O primeiro grande impacto do professor que viveu a vida inteira na cidade e vai trabalhar no interior é a sociabilidade das pessoas. Você dá bom dia e alguém realmente responde e mais, ainda pergunta da sua vida ou conta da dela, como se fossem amigos de infância. A carona é dada para desconhecidos e dois em uma moto na rua deserta não vão te assaltar – bom, pelo menos ainda não aconteceu -, pelo contrário, ainda vão te saudar com algum som, tipo “Ui”, “uuuh” ou “eeeba”, com feição generosa.
Por lá, o professor ainda tem algum respeito, clamor ou representa parte importante da sociedade. É comum o convite para um cafezinho, ganhar frutos e convites de aniversário ou almoço. É sobre esse último convite que permeia alguma tensão com o desenrolar da vivência no local.
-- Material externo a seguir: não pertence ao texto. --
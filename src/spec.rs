//! The SlideSpec data model — the generation target.
//!
//! A [`SlideSpec`] is a title, one layout tag, and a set of optional,
//! layout-dependent content fields. Exactly the fields relevant to the
//! declared layout should be populated; the validator
//! ([`crate::validate::safe_validate_slide_spec`]) enforces field shapes and
//! rejects unknown keys, so `deny_unknown_fields` is mirrored here for
//! direct deserialization too.

use serde::{Deserialize, Serialize};

/// Closed enumeration of slide layouts.
#[derive(Debug, Clone, Copy, PartialEq, Eq, Serialize, Deserialize)]
#[serde(rename_all = "kebab-case")]
pub enum SlideLayout {
    TitleBullets,
    TitleParagraph,
    TwoColumn,
    Chart,
    Timeline,
    ComparisonTable,
    Quote,
    ProcessSteps,
    ImageFocus,
    TitleOnly,
}

impl SlideLayout {
    /// All layout tags as they appear on the wire.
    pub const ALL: [&'static str; 10] = [
        "title-bullets",
        "title-paragraph",
        "two-column",
        "chart",
        "timeline",
        "comparison-table",
        "quote",
        "process-steps",
        "image-focus",
        "title-only",
    ];

    /// Wire tag for this layout.
    pub fn tag(&self) -> &'static str {
        match self {
            SlideLayout::TitleBullets => "title-bullets",
            SlideLayout::TitleParagraph => "title-paragraph",
            SlideLayout::TwoColumn => "two-column",
            SlideLayout::Chart => "chart",
            SlideLayout::Timeline => "timeline",
            SlideLayout::ComparisonTable => "comparison-table",
            SlideLayout::Quote => "quote",
            SlideLayout::ProcessSteps => "process-steps",
            SlideLayout::ImageFocus => "image-focus",
            SlideLayout::TitleOnly => "title-only",
        }
    }

    /// Parse a wire tag.
    pub fn from_tag(tag: &str) -> Option<Self> {
        match tag {
            "title-bullets" => Some(SlideLayout::TitleBullets),
            "title-paragraph" => Some(SlideLayout::TitleParagraph),
            "two-column" => Some(SlideLayout::TwoColumn),
            "chart" => Some(SlideLayout::Chart),
            "timeline" => Some(SlideLayout::Timeline),
            "comparison-table" => Some(SlideLayout::ComparisonTable),
            "quote" => Some(SlideLayout::Quote),
            "process-steps" => Some(SlideLayout::ProcessSteps),
            "image-focus" => Some(SlideLayout::ImageFocus),
            "title-only" => Some(SlideLayout::TitleOnly),
            _ => None,
        }
    }
}

/// The validated, structured description of one slide.
///
/// Built up progressively across the pipeline stages; immutable once
/// returned to the caller. Optional fields skip serialization when absent so
/// a round-tripped spec re-validates cleanly under the no-unknown-keys rule.
#[derive(Debug, Clone, PartialEq, Serialize, Deserialize)]
#[serde(rename_all = "camelCase", deny_unknown_fields)]
pub struct SlideSpec {
    pub title: String,
    pub layout: SlideLayout,

    #[serde(skip_serializing_if = "Option::is_none")]
    pub bullets: Option<Vec<String>>,

    #[serde(skip_serializing_if = "Option::is_none")]
    pub paragraph: Option<String>,

    /// Left side of a two-column layout.
    #[serde(skip_serializing_if = "Option::is_none")]
    pub left: Option<SideContent>,

    /// Right side of a two-column layout.
    #[serde(skip_serializing_if = "Option::is_none")]
    pub right: Option<SideContent>,

    #[serde(skip_serializing_if = "Option::is_none")]
    pub content_items: Option<Vec<ContentItem>>,

    #[serde(skip_serializing_if = "Option::is_none")]
    pub chart: Option<ChartSpec>,

    #[serde(skip_serializing_if = "Option::is_none")]
    pub timeline: Option<Vec<TimelineEvent>>,

    #[serde(skip_serializing_if = "Option::is_none")]
    pub comparison_table: Option<ComparisonTable>,

    #[serde(skip_serializing_if = "Option::is_none")]
    pub process_steps: Option<Vec<ProcessStep>>,

    /// Text-to-image prompt for the slide visual.
    #[serde(skip_serializing_if = "Option::is_none")]
    pub image_prompt: Option<String>,

    /// Speaker notes. Degraded/fallback output discloses its provenance here.
    #[serde(skip_serializing_if = "Option::is_none")]
    pub notes: Option<String>,

    /// Source citations.
    #[serde(skip_serializing_if = "Option::is_none")]
    pub sources: Option<Vec<String>>,

    #[serde(skip_serializing_if = "Option::is_none")]
    pub design: Option<DesignHints>,
}

impl SlideSpec {
    /// A minimal spec with just a title and layout.
    pub fn new(title: impl Into<String>, layout: SlideLayout) -> Self {
        Self {
            title: title.into(),
            layout,
            bullets: None,
            paragraph: None,
            left: None,
            right: None,
            content_items: None,
            chart: None,
            timeline: None,
            comparison_table: None,
            process_steps: None,
            image_prompt: None,
            notes: None,
            sources: None,
            design: None,
        }
    }

    /// Append a line to the speaker notes, creating them if absent.
    pub fn push_note(&mut self, line: &str) {
        match &mut self.notes {
            Some(notes) => {
                notes.push('\n');
                notes.push_str(line);
            }
            None => self.notes = Some(line.to_string()),
        }
    }

    /// All body text of the slide joined together, for theme sniffing.
    pub fn body_text(&self) -> String {
        let mut parts: Vec<String> = vec![self.title.clone()];
        if let Some(bullets) = &self.bullets {
            parts.extend(bullets.iter().cloned());
        }
        if let Some(p) = &self.paragraph {
            parts.push(p.clone());
        }
        for side in [&self.left, &self.right].into_iter().flatten() {
            if let Some(h) = &side.heading {
                parts.push(h.clone());
            }
            if let Some(b) = &side.bullets {
                parts.extend(b.iter().cloned());
            }
            if let Some(p) = &side.paragraph {
                parts.push(p.clone());
            }
        }
        parts.join(" ")
    }
}

/// One side of a two-column layout.
#[derive(Debug, Clone, PartialEq, Serialize, Deserialize)]
#[serde(rename_all = "camelCase", deny_unknown_fields)]
pub struct SideContent {
    #[serde(skip_serializing_if = "Option::is_none")]
    pub heading: Option<String>,
    #[serde(skip_serializing_if = "Option::is_none")]
    pub bullets: Option<Vec<String>>,
    #[serde(skip_serializing_if = "Option::is_none")]
    pub paragraph: Option<String>,
}

/// A typed content item (`{type, content}`).
#[derive(Debug, Clone, PartialEq, Serialize, Deserialize)]
#[serde(deny_unknown_fields)]
pub struct ContentItem {
    #[serde(rename = "type")]
    pub kind: String,
    pub content: String,
}

/// Chart kind. Pie charts must carry exactly one series.
#[derive(Debug, Clone, Copy, PartialEq, Eq, Serialize, Deserialize)]
#[serde(rename_all = "lowercase")]
pub enum ChartKind {
    Bar,
    Line,
    Pie,
    Area,
}

/// A chart: categories on one axis, one or more data series.
///
/// Invariant: every `series[i].data.len()` equals `categories.len()`.
#[derive(Debug, Clone, PartialEq, Serialize, Deserialize)]
#[serde(rename_all = "camelCase", deny_unknown_fields)]
pub struct ChartSpec {
    pub chart_type: ChartKind,
    pub categories: Vec<String>,
    pub series: Vec<ChartSeries>,
}

/// One named data series of a chart.
#[derive(Debug, Clone, PartialEq, Serialize, Deserialize)]
#[serde(deny_unknown_fields)]
pub struct ChartSeries {
    pub name: String,
    pub data: Vec<f64>,
}

/// One entry on a timeline.
#[derive(Debug, Clone, PartialEq, Serialize, Deserialize)]
#[serde(deny_unknown_fields)]
pub struct TimelineEvent {
    pub label: String,
    #[serde(skip_serializing_if = "Option::is_none")]
    pub detail: Option<String>,
}

/// A comparison table. Invariant: every row is exactly `columns.len()` wide.
#[derive(Debug, Clone, PartialEq, Serialize, Deserialize)]
#[serde(deny_unknown_fields)]
pub struct ComparisonTable {
    pub columns: Vec<String>,
    pub rows: Vec<Vec<String>>,
}

/// One step in a process flow.
#[derive(Debug, Clone, PartialEq, Serialize, Deserialize)]
#[serde(deny_unknown_fields)]
pub struct ProcessStep {
    pub title: String,
    #[serde(skip_serializing_if = "Option::is_none")]
    pub detail: Option<String>,
}

/// Optional design hints. Colors are normalized 6-digit hex (`#RRGGBB`).
#[derive(Debug, Clone, PartialEq, Serialize, Deserialize)]
#[serde(rename_all = "camelCase", deny_unknown_fields)]
pub struct DesignHints {
    #[serde(skip_serializing_if = "Option::is_none")]
    pub accent_color: Option<String>,
    #[serde(skip_serializing_if = "Option::is_none")]
    pub secondary_color: Option<String>,
    #[serde(skip_serializing_if = "Option::is_none")]
    pub font: Option<String>,
}

#[cfg(test)]
mod tests {
    use super::*;
    use serde_json::json;

    #[test]
    fn layout_tag_round_trip() {
        for tag in SlideLayout::ALL {
            let layout = SlideLayout::from_tag(tag).expect(tag);
            assert_eq!(layout.tag(), tag);
        }
        assert!(SlideLayout::from_tag("freeform").is_none());
    }

    #[test]
    fn serializes_camel_case_and_skips_none() {
        let spec = SlideSpec::new("Q3 Results", SlideLayout::TitleBullets);
        let value = serde_json::to_value(&spec).unwrap();
        assert_eq!(value["title"], "Q3 Results");
        assert_eq!(value["layout"], "title-bullets");
        assert!(value.get("bullets").is_none());
        assert!(value.get("imagePrompt").is_none());
    }

    #[test]
    fn deserializes_rejects_unknown_keys() {
        let value = json!({
            "title": "t",
            "layout": "title-only",
            "surprise": true,
        });
        assert!(serde_json::from_value::<SlideSpec>(value).is_err());
    }

    #[test]
    fn content_item_uses_type_on_wire() {
        let item = ContentItem {
            kind: "stat".into(),
            content: "42%".into(),
        };
        let value = serde_json::to_value(&item).unwrap();
        assert_eq!(value["type"], "stat");
    }

    #[test]
    fn push_note_appends() {
        let mut spec = SlideSpec::new("t", SlideLayout::TitleOnly);
        spec.push_note("first");
        spec.push_note("second");
        assert_eq!(spec.notes.as_deref(), Some("first\nsecond"));
    }

    #[test]
    fn body_text_includes_sides() {
        let mut spec = SlideSpec::new("Team", SlideLayout::TwoColumn);
        spec.left = Some(SideContent {
            heading: Some("Before".into()),
            bullets: Some(vec!["slow".into()]),
            paragraph: None,
        });
        spec.right = Some(SideContent {
            heading: Some("After".into()),
            bullets: None,
            paragraph: Some("fast".into()),
        });
        let text = spec.body_text();
        assert!(text.contains("Before"));
        assert!(text.contains("slow"));
        assert!(text.contains("fast"));
    }
}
A comida no interior é muito saborosa, mas se você tem um paladar infantil como o meu, vai o alerta: no interior da Amazônia é muito comum comer carne de caça. Sim, sabe a mucura que você só conhece se referindo ao Paysandu? Lá pode ser o prato principal, assim como o macaco, o bicho preguiça, o tatu, cobra, jacaré, dentre outros que você nem conhece por nome.
O panorama se torna ainda mais tenso porque os convites para o almoço são acompanhados de um sorriso irrecusável de pessoas que, mesmo tendo pouco, tem grande honra de dividir. No caminho até a mesa para se servir, não existe ateu: todos clamam a Deus pra ser algum dos parentes das galinhas que ciscam no quintal ou que finalmente tenham esquartejado o gado.
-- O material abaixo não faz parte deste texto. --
//! Engine configuration — a single object injected at construction.
//!
//! Mirrors what the deployment environment knows: model identifiers,
//! retry/backoff policy, per-call timeout, token budget, sampling
//! temperature, and batch concurrency. Not reloaded mid-process.

use std::time::Duration;

use crate::error::{GenError, Result};

/// Configuration for the generation engine.
///
/// # Example
///
/// ```
/// use slidegen::config::EngineConfig;
///
/// let config = EngineConfig::standard()
///     .with_models("gpt-4o", "gpt-4o-mini")
///     .with_max_retries(3);
/// ```
#[derive(Debug, Clone)]
pub struct EngineConfig {
    /// Primary model identifier.
    pub primary_model: String,

    /// Same-provider fallback model, tried once after the primary model's
    /// retries are exhausted.
    pub fallback_model: String,

    /// Maximum attempts against the primary model per stage.
    pub max_retries: u32,

    /// Base delay before the first retry. Grows as
    /// `base * 2^(attempt-1)` plus jitter.
    pub retry_delay: Duration,

    /// Cap applied to the computed backoff delay.
    pub max_backoff_delay: Duration,

    /// Deadline for a single model call.
    pub call_timeout: Duration,

    /// Token budget per model call.
    pub max_tokens: u32,

    /// Sampling temperature.
    pub temperature: f64,

    /// Bounded-concurrency limit for batch mode.
    pub batch_concurrency: usize,

    /// TTL for the content-analysis response cache.
    pub analysis_cache_ttl: Duration,
}

impl EngineConfig {
    /// Sensible defaults for hosted chat-completion APIs.
    pub fn standard() -> Self {
        Self {
            primary_model: "gpt-4o".into(),
            fallback_model: "gpt-4o-mini".into(),
            max_retries: 3,
            retry_delay: Duration::from_millis(500),
            max_backoff_delay: Duration::from_secs(10),
            call_timeout: Duration::from_secs(30),
            max_tokens: 2048,
            temperature: 0.7,
            batch_concurrency: 4,
            analysis_cache_ttl: Duration::from_secs(300),
        }
    }

    /// Tight limits for interactive use where a user is waiting.
    pub fn interactive() -> Self {
        Self {
            max_retries: 2,
            retry_delay: Duration::from_millis(250),
            max_backoff_delay: Duration::from_secs(4),
            call_timeout: Duration::from_secs(15),
            ..Self::standard()
        }
    }

    pub fn with_models(
        mut self,
        primary: impl Into<String>,
        fallback: impl Into<String>,
    ) -> Self {
        self.primary_model = primary.into();
        self.fallback_model = fallback.into();
        self
    }

    pub fn with_max_retries(mut self, retries: u32) -> Self {
        self.max_retries = retries;
        self
    }

    pub fn with_retry_delay(mut self, delay: Duration) -> Self {
        self.retry_delay = delay;
        self
    }

    pub fn with_max_backoff_delay(mut self, cap: Duration) -> Self {
        self.max_backoff_delay = cap;
        self
    }

    pub fn with_call_timeout(mut self, timeout: Duration) -> Self {
        self.call_timeout = timeout;
        self
    }

    pub fn with_max_tokens(mut self, tokens: u32) -> Self {
        self.max_tokens = tokens;
        self
    }

    pub fn with_temperature(mut self, temperature: f64) -> Self {
        self.temperature = temperature;
        self
    }

    pub fn with_batch_concurrency(mut self, limit: usize) -> Self {
        self.batch_concurrency = limit;
        self
    }

    pub fn with_analysis_cache_ttl(mut self, ttl: Duration) -> Self {
        self.analysis_cache_ttl = ttl;
        self
    }

    /// Validate invariants the engine relies on.
    pub fn validate(&self) -> Result<()> {
        if self.primary_model.is_empty() {
            return Err(GenError::InvalidConfig(
                "primary_model must not be empty".into(),
            ));
        }
        if self.max_retries == 0 {
            return Err(GenError::InvalidConfig(
                "max_retries must be at least 1".into(),
            ));
        }
        if self.batch_concurrency == 0 {
            return Err(GenError::InvalidConfig(
                "batch_concurrency must be at least 1".into(),
            ));
        }
        if !(0.0..=2.0).contains(&self.temperature) {
            return Err(GenError::InvalidConfig(format!(
                "temperature {} outside 0.0-2.0",
                self.temperature
            )));
        }
        Ok(())
    }
}

impl Default for EngineConfig {
    fn default() -> Self {
        Self::standard()
    }
}

#[cfg(test)]
mod tests {
    use super::*;

    #[test]
    fn standard_preset_is_valid() {
        assert!(EngineConfig::standard().validate().is_ok());
    }

    #[test]
    fn interactive_preset_tightens_limits() {
        let c = EngineConfig::interactive();
        assert_eq!(c.max_retries, 2);
        assert!(c.call_timeout < EngineConfig::standard().call_timeout);
        assert!(c.validate().is_ok());
    }

    #[test]
    fn empty_primary_model_rejected() {
        let c = EngineConfig::standard().with_models("", "fallback");
        assert!(matches!(c.validate(), Err(GenError::InvalidConfig(_))));
    }

    #[test]
    fn zero_retries_rejected() {
        let c = EngineConfig::standard().with_max_retries(0);
        assert!(c.validate().is_err());
    }

    #[test]
    fn zero_concurrency_rejected() {
        let c = EngineConfig::standard().with_batch_concurrency(0);
        assert!(c.validate().is_err());
    }

    #[test]
    fn out_of_range_temperature_rejected() {
        let c = EngineConfig::standard().with_temperature(3.5);
        assert!(c.validate().is_err());
    }
}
– Tudo bem, vou colocar só um pouco porque, caso não gostar, ao menos termina rápido. Pensei. Mas o interiorano fica de olho e faz questão você encha o prato, é honra, é para o professor, santíssima autoridade local.
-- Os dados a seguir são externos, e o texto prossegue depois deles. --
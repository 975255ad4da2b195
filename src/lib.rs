//! # slidegen
//!
//! Chained slide-spec generation: turn a free-text request into a validated
//! [`SlideSpec`] through a staged LLM pipeline.
//!
//! The pipeline is a fixed sequence — content generation, layout refinement,
//! optional image-prompt generation, final refinement — where each stage's
//! output is schema-validated (and repaired when close) before it feeds the
//! next. Around the chain sit the pieces production use needs: per-stage
//! retry with exponential backoff and a fallback model, offline degrade
//! paths, cooperative cancellation, a bounded-concurrency batch mode that
//! folds image prompts into one call, and a TTL cache with request
//! coalescing for prompt analysis.
//!
//! ## Core Concepts
//!
//! - **[`GenerationEngine`]** — the entry point: single-slide, batch, and
//!   analysis requests against one [`Provider`](provider::Provider).
//! - **[`SlideSpec`]** — the validated generation target: a title, a layout
//!   tag, and layout-dependent content fields.
//! - **[`safe_validate_slide_spec`]** — strict, pure validation of any
//!   candidate value; [`sanitize_spec`] repairs near misses first.
//! - **[`EventHandler`](events::EventHandler)** — optional observer for
//!   attempts, retries, degrades, and cache activity.
//!
//! ## Quick Start
//!
//! ```no_run
//! use std::sync::Arc;
//! use slidegen::{EngineConfig, GenerationEngine, GenerationParams};
//! use slidegen::params::{Audience, ContentLength};
//! use slidegen::provider::OllamaProvider;
//!
//! #[tokio::main]
//! async fn main() -> Result<(), Box<dyn std::error::Error>> {
//!     let engine = GenerationEngine::new(
//!         EngineConfig::standard().with_models("llama3.2:3b", "llama3.2:1b"),
//!         Arc::new(OllamaProvider::local()),
//!     )?;
//!
//!     let spec = engine
//!         .generate_slide_spec(
//!             &GenerationParams::new("Q3 revenue grew 12%, driven by the EU launch")
//!                 .with_audience(Audience::Executive)
//!                 .with_content_length(ContentLength::Short)
//!                 .with_image(true),
//!         )
//!         .await?;
//!     println!("{}", serde_json::to_string_pretty(&spec)?);
//!     Ok(())
//! }
//! ```

pub mod analysis;
pub mod budget;
pub mod config;
pub mod engine;
pub mod error;
pub mod events;
pub mod params;
pub mod provider;
pub mod recovery;
pub mod spec;
pub mod stage;
pub mod validate;

mod cache;
mod executor;
mod fallback;
mod orchestrator;
mod prompts;

pub use analysis::ContentAnalysis;
pub use budget::ContentBudget;
pub use config::EngineConfig;
pub use engine::GenerationEngine;
pub use error::{GenError, Result};
pub use events::{Event, EventHandler, FnEventHandler};
pub use params::{Audience, BrandHints, CallOverrides, ContentLength, GenerationParams, Tone};
pub use recovery::{extract_json_object, sanitize_spec};
pub use spec::{ChartKind, ChartSpec, SlideLayout, SlideSpec};
pub use stage::PipelineStage;
pub use validate::{safe_validate_slide_spec, Validation};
Enquanto coloco a comida, com muito orgulho o dono da casa conta os detalhes da caça que foi raptada na noite ada – meu pai, ainda está recente -, a armadilha que usou, como terminou de matar e toda a superstição que a envolve, como não deixar mulher menstruada se aproximar. Enfim, é tanta informação que você não tem como recusar aquela parte importante da fauna amazônica acompanhada de arroz e feijão.
O primeiro pedaço não conta, pois está na sua boca, mas ainda com receio, vai direto ao estômago quase sem mastigar. No segundo, há algum estranhamento, mas não parece o fim do mundo. No terceiro, tatu fica parecendo carne de porco ou frango. Fixo esse pensamento e vou até o final: não é tatu, é porco, opa, uma delícia. Só volta a virar tatu quando vou contar pra alguém e me gabo por ser agora um homem da roça, bem diferente de você, cidadão da cidade e cheio de frescura.
Não foi um terror, mas para outros professores, sim. Uma colega contou que foi almoçar e prato principal era macaco e detalhe: os braços do pobre estavam estendido – feito roupa – em um varal no quintal. Ela viu tudo. Inventou uma desculpa e se mandou do local.
Esse povo da cidade é cheio de frescura!